The polar coordinates of the point (x, y) are r and theta, where r = sqrt(x^2 + y^2) and theta = arcTan(y / x), plus 180 degrees if x < 0.
x = r cos(ttheta) and y = r sin(theta)
y = 7 x^2
could be written
r sin(theta) = 7 ( r cos(theta))^2
which expands to
r sin(theta) = 7 r^2 cos^2(theta)
Solving for r we have
r = 1/7 * sin(theta) / cos^2(theta)
or
r = 1/7 * tan(theta) sec(theta)*@
Also, with other problems, where it says for example to Find the equation of an ellipse centered at ( 6, 7) with major axis of length 5 parallel to the y axis. I do not understand how to set this up or work it either with out knowing the vetex or foci. I couldnt find any examples in the book of these two types.

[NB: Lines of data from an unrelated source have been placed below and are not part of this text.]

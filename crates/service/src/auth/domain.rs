use chrono::{DateTime, Utc};
use models::user::Role;
use serde::{Deserialize, Serialize};
use uuid::Uuid;

/// Registration input
#[derive(Debug, Clone, Serialize, Deserialize)]
pub struct RegisterInput {
    pub email: String,
    pub name: String,
    pub password: String,
    /// Cliente when absent; only Cliente or Prestador are accepted.
    #[serde(default)]
    pub role: Option<Role>,
}

/// Login input
#[derive(Debug, Clone, Serialize, Deserialize)]
pub struct LoginInput {
    pub email: String,
    pub password: String,
}

/// Domain user (business view)
#[derive(Debug, Clone, Serialize, Deserialize)]
pub struct AuthUser {
    pub id: Uuid,
    pub email: String,
    pub name: String,
    pub role: Role,
    pub is_blocked: bool,
    pub failed_login_attempts: i32,
    pub lockout_end: Option<DateTime<Utc>>,
}

impl AuthUser {
    pub fn is_locked_out(&self, now: DateTime<Utc>) -> bool {
        self.lockout_end.is_some_and(|end| end > now)
    }
}

/// Domain credentials (hashed)
#[derive(Debug, Clone, Serialize, Deserialize)]
pub struct Credentials {
    pub user_id: Uuid,
    pub password_hash: String,
    pub password_algorithm: String,
}

/// Login result (session)
#[derive(Debug, Clone, Serialize, Deserialize)]
pub struct AuthSession {
    pub user: AuthUser,
    pub token: Option<String>,
}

@& The standard equation of an ellipse centered at point (h, k) with semi-axes a in the x direction and b in the y direction is
(x - h)^2 / a^2 + (y - k)^2 / b^2 = 1.
Knowing the coordinates of the center you have h and k.
Knowing that the major axis is parallel to the y axis and has length 5, you know that the semimajor axis is parallel to the y axis and has length 2.5. So b = 2.5.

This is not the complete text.